** Opening Records shown block **

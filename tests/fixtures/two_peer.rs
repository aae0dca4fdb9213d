//! Two-peer test fixtures
//!
//! [`TwoPeerFixture`] runs a relay on localhost and two [`Lobby`] members
//! whose peer links live on a shared [`MemoryNetwork`]. [`EnginePair`] skips
//! signaling entirely and wires two transfer engines over one negotiated
//! link, optionally leaving the owner side silent so downloads stall.
//!
//! # Example
//!
//! ```no_run
//! use huddle_tests::fixtures::TwoPeerFixture;
//!
//! # async fn demo() {
//! let fixture = TwoPeerFixture::new("player-100", "player-200").await;
//! fixture.wait_connected().await;
//! fixture.leave().await;
//! # }
//! ```

use crate::test_helpers::wait_until;
use async_trait::async_trait;
use dashmap::DashMap;
use huddle_core::{
    ChannelConfig, ChunkedTransferEngine, ControlMessage, DataChannelTransport, FileDescriptor,
    LinkEvent, Lobby, LobbyConfig, MediaSource, MemoryNetwork, PeerConnector, SdpKind,
    SessionConfig, SessionState, TransferConfig, TransferProgress, TransportProvider,
};
use huddle_files::{ByteRange, FileStore, MemoryFileStore};
use huddle_signaling::{RelayConfig, RelayServer};
use std::path::Path;
use std::sync::Arc;
use std::time::Duration;
use tokio::sync::{mpsc, watch};

/// Lobby every fixture member joins
pub const LOBBY: &str = "fixture";

/// Root the owner's share is mapped to in its file store
pub const SHARE_ROOT: &str = "/shared";

/// Session timings short enough for tests
pub fn fast_session() -> SessionConfig {
    SessionConfig {
        connect_timeout: Duration::from_secs(5),
        failed_reconnect_delay: Duration::from_millis(50),
        disconnect_grace_min: Duration::from_millis(50),
        disconnect_grace_max: Duration::from_millis(100),
        ..SessionConfig::default()
    }
}

/// Lobby configuration for member `id` on `relay`
pub fn member_config(relay: &RelayServer, id: &str) -> LobbyConfig {
    LobbyConfig {
        server_url: format!("ws://{}", relay.local_addr()),
        player_id: id.to_string(),
        player_name: id.to_uppercase(),
        lobby_name: LOBBY.to_string(),
        session: fast_session(),
        ..LobbyConfig::default()
    }
}

// ============ Gated store ============

/// Switch that holds reads on a [`GatedStore`] while closed
#[derive(Clone)]
pub struct ReadGate(Arc<watch::Sender<bool>>);

impl ReadGate {
    /// Let reads through
    pub fn open(&self) {
        self.0.send_replace(true);
    }

    /// Hold every read started from now on
    pub fn close(&self) {
        self.0.send_replace(false);
    }
}

/// [`MemoryFileStore`] whose range reads wait for a [`ReadGate`]
pub struct GatedStore {
    inner: Arc<MemoryFileStore>,
    gate: watch::Receiver<bool>,
}

impl GatedStore {
    /// Wrap `inner` behind an open gate
    pub fn new(inner: Arc<MemoryFileStore>) -> (Self, ReadGate) {
        let (tx, rx) = watch::channel(true);
        (Self { inner, gate: rx }, ReadGate(Arc::new(tx)))
    }
}

#[async_trait]
impl FileStore for GatedStore {
    async fn size(&self, path: &Path) -> huddle_files::Result<u64> {
        self.inner.size(path).await
    }

    async fn read_range(&self, path: &Path, range: ByteRange) -> huddle_files::Result<Vec<u8>> {
        let mut gate = self.gate.clone();
        // the sender lives as long as the fixture
        let _ = gate.wait_for(|open| *open).await;
        self.inner.read_range(path, range).await
    }

    async fn write_all(&self, path: &Path, data: &[u8]) -> huddle_files::Result<()> {
        self.inner.write_all(path, data).await
    }
}

// ============ Lobby members ============

/// One lobby member and its in-memory file store
pub struct Member {
    /// The joined lobby
    pub lobby: Lobby,
    /// Files visible to this member
    pub store: Arc<MemoryFileStore>,
    /// Holds reads from [`Member::store`] while closed; open by default
    pub gate: ReadGate,
}

impl Member {
    /// Member id
    pub fn id(&self) -> &str {
        self.lobby.local_id()
    }
}

/// Relay plus two lobby members on a shared in-memory network
pub struct TwoPeerFixture {
    /// Relay both members registered with
    pub relay: RelayServer,
    /// Network carrying the peer links
    pub network: MemoryNetwork,
    /// Member that joined first
    pub first: Member,
    /// Member that joined second
    pub second: Member,
}

impl TwoPeerFixture {
    /// Join `first`, then `second`
    pub async fn new(first: &str, second: &str) -> Self {
        Self::with_configs(first, second, |_| {}, None).await
    }

    /// Join two members, letting `adjust` edit each configuration and
    /// giving both the same `media` source
    pub async fn with_configs(
        first: &str,
        second: &str,
        adjust: impl Fn(&mut LobbyConfig),
        media: Option<Arc<dyn MediaSource>>,
    ) -> Self {
        let relay = RelayServer::bind("127.0.0.1:0", RelayConfig::new(LOBBY))
            .await
            .unwrap();
        let network = MemoryNetwork::new();

        let first = join(&relay, &network, first, &adjust, media.clone()).await;
        let second = join(&relay, &network, second, &adjust, media).await;

        Self {
            relay,
            network,
            first,
            second,
        }
    }

    /// Wait until both sides report a connected session with open channels
    pub async fn wait_connected(&self) {
        let (a, b) = (&self.first, &self.second);
        wait_until("sessions to connect", Duration::from_secs(5), || {
            connected(a, b.id()) && connected(b, a.id())
        })
        .await;
    }

    /// Leave with both members and stop the relay
    pub async fn leave(self) {
        self.first.lobby.leave().await;
        self.second.lobby.leave().await;
        self.relay.shutdown();
    }
}

async fn join(
    relay: &RelayServer,
    network: &MemoryNetwork,
    id: &str,
    adjust: &impl Fn(&mut LobbyConfig),
    media: Option<Arc<dyn MediaSource>>,
) -> Member {
    let mut config = member_config(relay, id);
    adjust(&mut config);
    let store = Arc::new(MemoryFileStore::new());
    let (gated, gate) = GatedStore::new(store.clone());
    let lobby = Lobby::join(config, Arc::new(network.clone()), Arc::new(gated), media)
        .await
        .unwrap();
    Member { lobby, store, gate }
}

fn connected(member: &Member, peer: &str) -> bool {
    member.lobby.sessions().session_state(peer) == Some(SessionState::Connected)
        && member.lobby.sessions().transport(peer).is_some()
}

/// Descriptor for `name` shared by `owner` under `share_id`
pub fn descriptor(share_id: &str, owner: &str, name: &str, size: u64) -> FileDescriptor {
    FileDescriptor {
        share_id: share_id.to_string(),
        owner_id: owner.to_string(),
        path: name.to_string(),
        name: name.to_string(),
        size,
        password: None,
    }
}

// ============ Engine pair ============

#[derive(Default)]
struct StaticTransports(DashMap<String, DataChannelTransport>);

impl TransportProvider for StaticTransports {
    fn transport(&self, peer_id: &str) -> Option<DataChannelTransport> {
        self.0.get(peer_id).map(|t| t.value().clone())
    }
}

/// Two transfer engines joined by one negotiated in-memory link
pub struct EnginePair {
    /// Downloading side (`requester`)
    pub requester: Arc<ChunkedTransferEngine>,
    /// Serving side (`owner`)
    pub owner: Arc<ChunkedTransferEngine>,
    /// Requester's file store
    pub requester_store: Arc<MemoryFileStore>,
    /// Owner's file store, shared as `share-1` rooted at [`SHARE_ROOT`]
    pub owner_store: Arc<MemoryFileStore>,
    _network: MemoryNetwork,
    _silenced: Option<mpsc::UnboundedReceiver<LinkEvent>>,
}

impl EnginePair {
    /// Requester and owner that both process their inbound traffic
    pub async fn new(config: TransferConfig) -> Self {
        Self::build(config, true).await
    }

    /// Owner never sees the requests, so admitted downloads stay in flight
    pub async fn stalled(config: TransferConfig) -> Self {
        Self::build(config, false).await
    }

    async fn build(config: TransferConfig, serve: bool) -> Self {
        let network = MemoryNetwork::new();
        let (requester_tx, requester_rx) = mpsc::unbounded_channel();
        let (owner_tx, owner_rx) = mpsc::unbounded_channel();
        let requester_link = network
            .create_link("requester", "owner", requester_tx)
            .await
            .unwrap();
        let owner_link = network
            .create_link("owner", "requester", owner_tx)
            .await
            .unwrap();

        let offer = requester_link.create_offer(false).await.unwrap();
        owner_link
            .set_remote_description(SdpKind::Offer, &offer)
            .await
            .unwrap();
        let answer = owner_link.create_answer().await.unwrap();
        requester_link
            .set_remote_description(SdpKind::Answer, &answer)
            .await
            .unwrap();

        let requester_transports = Arc::new(StaticTransports::default());
        requester_transports.0.insert(
            "owner".to_string(),
            DataChannelTransport::new(
                "owner",
                requester_link.control_channel(),
                requester_link.transfer_channel(),
                ChannelConfig::default(),
            ),
        );
        let owner_transports = Arc::new(StaticTransports::default());
        owner_transports.0.insert(
            "requester".to_string(),
            DataChannelTransport::new(
                "requester",
                owner_link.control_channel(),
                owner_link.transfer_channel(),
                ChannelConfig::default(),
            ),
        );

        let requester_store = Arc::new(MemoryFileStore::new());
        let owner_store = Arc::new(MemoryFileStore::new());
        let requester = ChunkedTransferEngine::new(
            "requester",
            config.clone(),
            requester_transports,
            requester_store.clone(),
        );
        let owner = ChunkedTransferEngine::new(
            "owner",
            config,
            owner_transports,
            owner_store.clone(),
        );
        owner.share_directory("share-1", SHARE_ROOT);

        pump(Arc::clone(&requester), "owner", requester_rx);
        let silenced = if serve {
            pump(Arc::clone(&owner), "requester", owner_rx);
            None
        } else {
            Some(owner_rx)
        };

        Self {
            requester,
            owner,
            requester_store,
            owner_store,
            _network: network,
            _silenced: silenced,
        }
    }

    /// Wait for `request_id` to reach a terminal status
    pub async fn wait_terminal(&self, request_id: &str) -> TransferProgress {
        let requester = &self.requester;
        wait_until("transfer to finish", Duration::from_secs(10), || {
            requester
                .progress(request_id)
                .is_some_and(|p| p.status.is_terminal())
        })
        .await;
        self.requester.progress(request_id).unwrap()
    }
}

fn pump(
    engine: Arc<ChunkedTransferEngine>,
    from: &'static str,
    mut rx: mpsc::UnboundedReceiver<LinkEvent>,
) {
    tokio::spawn(async move {
        while let Some(event) = rx.recv().await {
            match event {
                LinkEvent::ControlMessage(bytes) => {
                    if let Ok(message) = ControlMessage::from_bytes(&bytes) {
                        engine.handle_control(from, message);
                    }
                }
                LinkEvent::TransferFrame(data) => engine.handle_frame(from, &data),
                _ => {}
            }
        }
    });
}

** Closing Records shown block **

The answer must be all the lines above that hold the word "TransportProvider".

    SessionConfig, SessionState, TransferConfig, TransferProgress, TransportProvider,
impl TransportProvider for StaticTransports {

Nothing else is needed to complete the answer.